Effective sketching methods for value function approximation

TL;DR

This paper investigates sketching techniques to improve the computational efficiency of high-dimensional value function approximation methods in reinforcement learning, proposing a less biased approach and empirically validating its effectiveness.

Contribution

It introduces a novel sketching approach using only a left-sided sketch to reduce bias and computational cost in matrix-based RL algorithms, with empirical validation.

Findings

Sketching directly on high-dimensional features can cause bias.

Left-sided sketching reduces bias and computational cost.
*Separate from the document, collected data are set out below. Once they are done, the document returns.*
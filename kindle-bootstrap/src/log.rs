use std::{fmt, path::PathBuf, str::FromStr};

use serde::{Deserialize, Deserializer, Serialize};
use tracing_appender::non_blocking::WorkerGuard;

use crate::{
    config::{Config, ConfigPrefix},
    error::BootstrapError,
};

/// The `logging` section.
///
/// ```toml
/// [logging]
/// level = "info"
/// loggers = [{ target = "tower_http", level = "debug" }]
///
/// [logging.console]
/// enable = true
///
/// [logging.file]
/// enable = true
/// path = "logs/kindle.log"
/// ```
#[derive(Debug, Clone, Serialize, Deserialize)]
#[serde(default, deny_unknown_fields)]
pub struct LoggingConfig {
    level: Level,
    loggers: Vec<Logger>,
    console: ConsoleAppenderConfig,
    file: FileAppenderConfig,
}

impl Default for LoggingConfig {
    fn default() -> Self {
        Self {
            level: Level::default(),
            loggers: Vec::new(),
            console: ConsoleAppenderConfig::default(),
            file: FileAppenderConfig::default(),
        }
    }
}

impl LoggingConfig {
    pub fn new(config: &Config) -> Result<Self, BootstrapError> {
        let logging: LoggingConfig = config.get().map_err(BootstrapError::ConfigLoadError)?;
        logging.validate()?;
        Ok(logging)
    }

    fn validate(&self) -> Result<(), BootstrapError> {
        if self.console.enable && self.console.write_level == Level::Off {
            return Err(BootstrapError::InvalidConfigValueError(
                "logging.console.write_level=Off".to_string(),
            ));
        }
        if self.file.enable {
            if self.file.write_level == Level::Off {
                return Err(BootstrapError::InvalidConfigValueError(
                    "logging.file.write_level=Off".to_string(),
                ));
            }
            if self.file.path.as_os_str().is_empty() {
                return Err(BootstrapError::InvalidConfigValueError(
                    "logging.file.path is empty".to_string(),
                ));
            }
        }
        if let Some(logger) = self.loggers.iter().find(|l| l.target.trim().is_empty()) {
            return Err(BootstrapError::InvalidConfigValueError(format!(
                "logging.loggers[?].target is empty (level={})",
                logger.level
            )));
        }
        Ok(())
    }

    pub fn level(&self) -> Level {
        self.level
    }

    pub fn loggers(&self) -> &[Logger] {
        &self.loggers
    }

    pub fn console_appender_config(&self) -> &ConsoleAppenderConfig {
        &self.console
    }

    pub fn file_appender_config(&self) -> &FileAppenderConfig {
        &self.file
    }
}

impl ConfigPrefix for LoggingConfig {
    const PREFIX: &'static str = "logging";
}

/// A per-target level override.
#[derive(Debug, Clone, Serialize, Deserialize)]
#[serde(deny_unknown_fields)]
pub struct Logger {
    target: String,
    level: Level,
}

impl Logger {
    pub fn target(&self) -> &str {
        &self.target
    }

    pub fn level(&self) -> Level {
        self.level
    }
}

#[derive(Debug, Clone, Serialize, Deserialize)]
#[serde(default, deny_unknown_fields)]
pub struct ConsoleAppenderConfig {
    enable: bool,
    write_level: Level,
}

impl Default for ConsoleAppenderConfig {
    fn default() -> Self {
        Self {
            enable: true,
            write_level: Level::Trace,
        }
    }
}

impl ConsoleAppenderConfig {
    pub fn enable(&self) -> bool {
        self.enable
    }

    pub fn write_level(&self) -> Level {
        self.write_level
    }
}

#[derive(Debug, Clone, Serialize, Deserialize)]
#[serde(default, deny_unknown_fields)]
pub struct FileAppenderConfig {
    enable: bool,
    path: PathBuf,
    max_size: u64,
    max_count: usize,
    write_level: Level,
}

impl Default for FileAppenderConfig {
    fn default() -> Self {
        Self {
            enable: false,
            path: PathBuf::from("logs/kindle.log"),
            max_size: 10 * 1024 * 1024,
            max_count: 5,
            write_level: Level::Trace,
        }
    }
}

impl FileAppenderConfig {
    pub fn enable(&self) -> bool {
        self.enable
    }

    pub fn file_path(&self) -> &PathBuf {
        &self.path
    }

    pub fn file_max_size(&self) -> u64 {
        self.max_size
    }

    pub fn file_max_count(&self) -> usize {
        self.max_count
    }

    pub fn write_level(&self) -> Level {
        self.write_level
    }
}

/// Keeps the non-blocking writers flushing until the process ends.
pub struct AppenderGuard {
    _guards: Vec<WorkerGuard>,
}

impl AppenderGuard {
    pub fn new(guards: Vec<WorkerGuard>) -> Self {
        Self { _guards: guards }
    }
}

#[derive(Debug, Default, Copy, Clone, Serialize, PartialEq, Eq)]
pub enum Level {
    /// The "trace" level.
    Trace,
    /// The "debug" level.
    Debug,
    /// The "info" level.
    #[default]
    Info,
    /// The "warn" level.
    Warn,
    /// The "error" level.
    Error,
    /// Off level.
    Off,
}

impl<'de> Deserialize<'de> for Level {
    fn deserialize<D>(deserializer: D) -> Result<Self, D::Error>
    where
        D: Deserializer<'de>,
    {
        const VARIANTS: [&str; 6] = ["trace", "debug", "info", "warn", "error", "off"];

        let s = String::deserialize(deserializer)?;
        s.parse()
            .map_err(|_| <D::Error as serde::de::Error>::unknown_variant(&s, &VARIANTS))
    }
}

#[non_exhaustive]
#[derive(Debug)]
pub struct ParseLevelError;

impl FromStr for Level {
    type Err = ParseLevelError;

    fn from_str(s: &str) -> Result<Self, Self::Err> {
        match s {
            s if s.eq_ignore_ascii_case("trace") => Ok(Level::Trace),
            s if s.eq_ignore_ascii_case("debug") => Ok(Level::Debug),
            s if s.eq_ignore_ascii_case("info") => Ok(Level::Info),
            s if s.eq_ignore_ascii_case("warn") => Ok(Level::Warn),
            s if s.eq_ignore_ascii_case("error") => Ok(Level::Error),
            s if s.eq_ignore_ascii_case("off") => Ok(Level::Off),
            _ => Err(ParseLevelError),
        }
    }
}

impl Level {
    pub fn as_str(&self) -> &'static str {
        match self {
            Level::Trace => "Trace",
            Level::Debug => "Debug",
            Level::Info => "Info",
            Level::Warn => "Warn",
            Level::Error => "Error",
            Level::Off => "Off",
        }
    }

    pub fn as_tracing_level(&self) -> Option<tracing::Level> {
        match self {
            Level::Trace => Some(tracing::Level::TRACE),
            Level::Debug => Some(tracing::Level::DEBUG),
            Level::Info => Some(tracing::Level::INFO),
            Level::Warn => Some(tracing::Level::WARN),
            Level::Error => Some(tracing::Level::ERROR),
            Level::Off => None,
        }
    }

    pub fn as_tracing_level_filter(&self) -> tracing::level_filters::LevelFilter {
        match self {
            Level::Trace => tracing::level_filters::LevelFilter::TRACE,
            Level::Debug => tracing::level_filters::LevelFilter::DEBUG,
            Level::Info => tracing::level_filters::LevelFilter::INFO,
            Level::Warn => tracing::level_filters::LevelFilter::WARN,
            Level::Error => tracing::level_filters::LevelFilter::ERROR,
            Level::Off => tracing::level_filters::LevelFilter::OFF,
        }
    }
}

impl fmt::Display for Level {
    fn fmt(&self, f: &mut fmt::Formatter<'_>) -> fmt::Result {
        f.pad(self.as_str())
    }
}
Empirical results show improved efficiency across multiple domains.

Abstract

High-dimensional representations, such as radial basis function networks or tile coding, are common choices for policy evaluation in reinforcement learning. Learning with such high-dimensional representations, however, can be expensive, particularly for matrix methods, such as least-squares temporal difference learning or quasi-Newton methods that approximate matrix step-sizes. In this work, we explore the utility of sketching for these two classes of algorithms. We highlight issues with sketching the high-dimensional features directly, which can incur significant bias. As a remedy, we demonstrate how to use sketching more sparingly, with only a left-sided sketch, that can still enable significant computational gains and the use of these matrix-based learning algorithms that are less sensitive to parameters. We empirically investigate these algorithms, in four domains with a variety of representations. Our aim is to provide insights into effective use of sketching in practice.